Greek Prime Minister Alexis Tsipras has said his government will wait patiently for international creditors to become “realistic”, after talks on a debt deal in Brussels failed, BBC reports. Mr Tsipras rejected demands for pension cuts, citing his country’s dignity. Time is running out for Greece to unlock bailout funds from the EU and IMF and a European Commission spokesman said “significant gaps” remained.
One European Commissioner said it was time to plan for an emergency. Guenther Oettinger, who is also a member of German Chancellor Angela Merkel’s centre-right CDU, said if negotiations with Greece failed and its government rejected a deal on pension cuts, then on 1 July Greece would have to be considered an “emergency area”. Without a cash-for-reforms debt deal with the EU and IMF, Greece is expected to default on a €1.5bn (£1.1; $1.7bn) debt repayment to the IMF due by the end of the month.
The Athens government’s bailout deal with the EU also runs out on 30 June and Mr Tsipras has been trying to unlock the final €7.2bn instalment. Speaking to Greek newspaper Ton Syntakton, Mr Tsipras warned that “further cuts to pensions after five years of looting under the bailouts can only be viewed as serving political expediency”. “We will patiently wait until creditors turn to realism. We have no right to bury the European democracy in the land where it was born.”
Eurozone finance ministers will discuss Greece when they meet on Thursday. The gathering is regarded as Greece’s last chance to strike a deal. Europe wants Greece to make spending cuts worth €2bn (£1.44bn), to secure the final bailout funds. IMF chief economist Olivier Blanchard, in a blog post, explained that Greece needed to cut pension expenditure – which already accounted for more than 16% of GDP – by 1% of GDP. He also argued it could be done while protecting the poorest pensioners.
“Just as there is a limit to what Greece can do, there is a limit to how much financing and debt relief official creditors are willing and realistically able to provide given that they have their own taxpayers to consider,” he said.
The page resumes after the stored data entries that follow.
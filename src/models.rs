use serde::{Deserialize, Serialize};

use crate::error::RetrievalError;

/// A passage stored in the document store. Immutable once indexed; retrieval
/// only ever references it.
#[derive(Debug, Clone, Serialize, Deserialize, PartialEq)]
pub struct Document {
    pub id: String,
    pub content: String,
    pub title: String,
}

/// A document plus its ranking signals. `score` always reflects the most
/// recent stage that touched the document (fusion, then rerank); the
/// per-signal scores are kept for observability and never erased.
#[derive(Debug, Clone, Serialize, Deserialize)]
pub struct ScoredDocument {
    pub id: String,
    pub content: String,
    pub title: String,
    pub score: f32,
    #[serde(skip_serializing_if = "Option::is_none")]
    pub vector_score: Option<f32>,
    #[serde(skip_serializing_if = "Option::is_none")]
    pub keyword_score: Option<f32>,
    #[serde(skip_serializing_if = "Option::is_none")]
    pub rerank_score: Option<f32>,
}

impl ScoredDocument {
    pub fn from_document(doc: Document, score: f32) -> Self {
        Self {
            id: doc.id,
            content: doc.content,
            title: doc.title,
            score,
            vector_score: None,
            keyword_score: None,
            rerank_score: None,
        }
    }
}

/// Parameters for one retrieval call. Transient: built, validated, and
/// discarded within a single request.
#[derive(Debug, Clone)]
pub struct RetrievalRequest {
    pub query: String,
    pub top_k: usize,
    pub min_score: f32,
    pub kb_scope: String,
}

impl RetrievalRequest {
    /// Reject malformed requests before any network call is issued.
    pub fn validate(&self) -> Result<(), RetrievalError> {
        if self.query.trim().is_empty() {
            return Err(RetrievalError::InvalidArgument(
                "query must not be empty".to_string(),
            ));
        }
        if self.top_k < 1 {
            return Err(RetrievalError::InvalidArgument(
                "top_k must be at least 1".to_string(),
            ));
        }
        if self.min_score < 0.0 {
            return Err(RetrievalError::InvalidArgument(
                "min_score must not be negative".to_string(),
            ));
        }
        Ok(())
    }
}

/// Per-signal score multipliers applied before fusion. They scale each
/// signal independently and need not sum to 1.
#[derive(Debug, Clone, Copy, Serialize, Deserialize)]
pub struct FusionWeights {
    pub vector_weight: f32,
    pub keyword_weight: f32,
}

impl Default for FusionWeights {
    fn default() -> Self {
        Self {
            vector_weight: 0.7,
            keyword_weight: 0.3,
        }
    }
}

/// A single chat turn (user or assistant).
#[derive(Debug, Clone, Serialize, Deserialize)]
pub struct ChatMessage {
    pub role: String,
    pub content: String,
}

impl ChatMessage {
    pub fn user(content: impl Into<String>) -> Self {
        Self {
            role: "user".to_string(),
            content: content.into(),
        }
    }

    pub fn assistant(content: impl Into<String>) -> Self {
        Self {
            role: "assistant".to_string(),
            content: content.into(),
        }
    }
}

// ─── API payloads ────────────────────────────────────────

/// Search request
#[derive(Debug, Clone, Deserialize)]
pub struct SearchRequest {
    pub query: String,
    pub kb_scope: String,
    #[serde(default = "default_top_k")]
    pub top_k: usize,
    #[serde(default)]
    pub min_score: f32,
}

fn default_top_k() -> usize {
    3
}

/// Search response
#[derive(Debug, Clone, Serialize)]
pub struct SearchResponse {
    pub query: String,
    pub results: Vec<ScoredDocument>,
}

/// Chat request. An empty/missing session id asks the server to mint one.
#[derive(Debug, Clone, Deserialize)]
pub struct ChatRequest {
    pub question: String,
    pub kb_scope: String,
    #[serde(default)]
    pub session_id: String,
}

/// Chat response
#[derive(Debug, Clone, Serialize)]
pub struct ChatResponse {
    pub answer: String,
    pub sources: Vec<SourceRef>,
    pub session_id: String,
}

/// Citation sent back with an answer.
#[derive(Debug, Clone, Serialize)]
pub struct SourceRef {
    pub id: String,
    pub title: String,
    pub score: f32,
}

impl From<&ScoredDocument> for SourceRef {
    fn from(doc: &ScoredDocument) -> Self {
        Self {
            id: doc.id.clone(),
            title: doc.title.clone(),
            score: doc.score,
        }
    }
}

/// Clear-context request
#[derive(Debug, Clone, Deserialize)]
pub struct ClearRequest {
    pub session_id: String,
}

/// A question offered to the user as a conversation starter. The canned
/// answer is served only by the quick-answer endpoint; recommendation
/// listings expose the other fields.
#[derive(Debug, Clone, Serialize, Deserialize)]
pub struct RecommendedQuestion {
    pub id: String,
    pub question: String,
    pub category: String,
    pub kb_type: String,
    #[serde(default)]
    pub answer: String,
}

/// Canned answer for a recommended question.
#[derive(Debug, Clone, Serialize)]
pub struct QuickAnswer {
    pub id: String,
    pub question: String,
    pub answer: String,
}
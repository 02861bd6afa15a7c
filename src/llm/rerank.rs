//! Cross-encoder reranking: a second-pass scorer applied to the fused
//! candidate list. Sends a single batch request with all query-document
//! pairs instead of one model call per candidate.

use async_trait::async_trait;
use serde::{Deserialize, Serialize};
use std::time::Duration;

use crate::config::RerankerConfig;
use crate::error::{Result, RetrievalError};
use crate::models::ScoredDocument;

const SERVICE: &str = "reranker";

/// Scores (query, passage) pairs with a cross-encoder model. The response
/// is keyed by the caller-supplied document id.
#[async_trait]
pub trait Reranker: Send + Sync {
    /// Returns `(doc_id, score)` pairs, best first, at most `top_n` of them.
    async fn score(
        &self,
        query: &str,
        passages: &[(String, String)],
        top_n: usize,
    ) -> Result<Vec<(String, f32)>>;
}

/// Rerank fused candidates against the query.
///
/// On success every surviving candidate gets `score` and `rerank_score`
/// overwritten with the service's score; id, content, title, and the earlier
/// per-signal scores are preserved. Candidates whose id the service response
/// does not resolve are dropped with a warning. The caller handles upstream
/// failures by falling back to the fused ranking.
pub async fn rerank_candidates(
    reranker: &dyn Reranker,
    query: &str,
    candidates: &[ScoredDocument],
    top_k: usize,
) -> Result<Vec<ScoredDocument>> {
    if query.trim().is_empty() {
        return Err(RetrievalError::InvalidArgument(
            "rerank query must not be empty".to_string(),
        ));
    }
    if candidates.is_empty() {
        return Err(RetrievalError::InvalidArgument(
            "rerank candidate list must not be empty".to_string(),
        ));
    }
    if top_k < 1 {
        return Err(RetrievalError::InvalidArgument(
            "top_k must be at least 1".to_string(),
        ));
    }

    let passages: Vec<(String, String)> = candidates
        .iter()
        .map(|c| (c.id.clone(), c.content.clone()))
        .collect();

    let scored = reranker
        .score(query, &passages, top_k.min(candidates.len()))
        .await?;

    let mut reranked = Vec::with_capacity(scored.len().min(top_k));
    for (doc_id, score) in scored.into_iter().take(top_k) {
        match candidates.iter().find(|c| c.id == doc_id) {
            Some(original) => {
                let mut doc = original.clone();
                doc.score = score;
                doc.rerank_score = Some(score);
                reranked.push(doc);
            }
            None => {
                tracing::warn!(%doc_id, "reranker returned an unknown document id, dropping");
            }
        }
    }

    Ok(reranked)
}

// ─── HTTP adapter ────────────────────────────────────────

#[derive(Serialize)]
struct RerankRequest {
    model: String,
    query: String,
    documents: Vec<RerankDocument>,
    top_n: usize,
}

#[derive(Serialize)]
struct RerankDocument {
    doc_id: String,
    text: String,
}

#[derive(Deserialize)]
struct RerankResponse {
    results: Vec<RerankResult>,
}

#[derive(Deserialize)]
struct RerankResult {
    doc_id: String,
    relevance_score: f32,
}

/// Reranker client for a `/v1/rerank`-style endpoint.
pub struct HttpReranker {
    client: reqwest::Client,
    base_url: String,
    config: RerankerConfig,
}

impl HttpReranker {
    /// Returns None when no reranker endpoint is configured.
    pub fn from_config(client: reqwest::Client, config: RerankerConfig) -> Option<Self> {
        let base_url = config.base_url.clone()?;
        Some(Self {
            client,
            base_url,
            config,
        })
    }
}

#[async_trait]
impl Reranker for HttpReranker {
    async fn score(
        &self,
        query: &str,
        passages: &[(String, String)],
        top_n: usize,
    ) -> Result<Vec<(String, f32)>> {
        let url = format!("{}/v1/rerank", self.base_url.trim_end_matches('/'));

        let req = RerankRequest {
            model: self.config.model.clone(),
            query: query.to_string(),
            documents: passages
                .iter()
                .map(|(doc_id, text)| RerankDocument {
                    doc_id: doc_id.clone(),
                    text: text.clone(),
                })
                .collect(),
            top_n,
        };

        let timeout = Duration::from_secs(self.config.timeout_secs.min(30));

        let resp = self
            .client
            .post(&url)
            .timeout(timeout)
            .json(&req)
            .send()
            .await
            .map_err(|e| RetrievalError::from_transport(SERVICE, e))?;

        if !resp.status().is_success() {
            let status = resp.status();
            let body = resp.text().await.unwrap_or_default();
            return Err(RetrievalError::rejected(SERVICE, format!("{status}: {body}")));
        }

        let body: RerankResponse = resp
            .json()
            .await
            .map_err(|e| RetrievalError::unavailable(SERVICE, format!("unparseable response: {e}")))?;

        let mut results: Vec<(String, f32)> = body
            .results
            .into_iter()
            .map(|r| (r.doc_id, r.relevance_score))
            .collect();
        results.sort_by(|a, b| b.1.partial_cmp(&a.1).unwrap_or(std::cmp::Ordering::Equal));

        Ok(results)
    }
}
As pressure on Greece intensified, the Athens stock market fell more than 6%. CDU figures in Germany lined up to criticise Greece’s position, with deputy party leader Volker Bouffier condemning Greek demands as unrealistic and Julia Kloeckner from the party executive accusing Mr Tsipras of overplaying his hand. Even the head of the centre-left Social Democrats (SPD) in Germany’s coalition, Sigmar Gabriel, who has been seen as more sympathetic to the Greek position, has warned the Athens government that time is running out. “Everywhere in Europe, the sentiment is growing that enough is enough,” he wrote in Bild newspaper.
In a further sign of widespread German frustration, the head of the influential IFO Institute for Economic Research, Hans-Werner Sinn, said he believed the Berlin government should refuse further funding for the Greek economy. A leading MP in Mr Tsipras’s left-wing Syriza party, deputy speaker Alexis Mitropoulos, said if talks failed, the prime minister would have to consider either a referendum or fresh elections.
Mr Tsipras’s Syriza-led coalition swept to power in late January, with an anti-austerity mandate.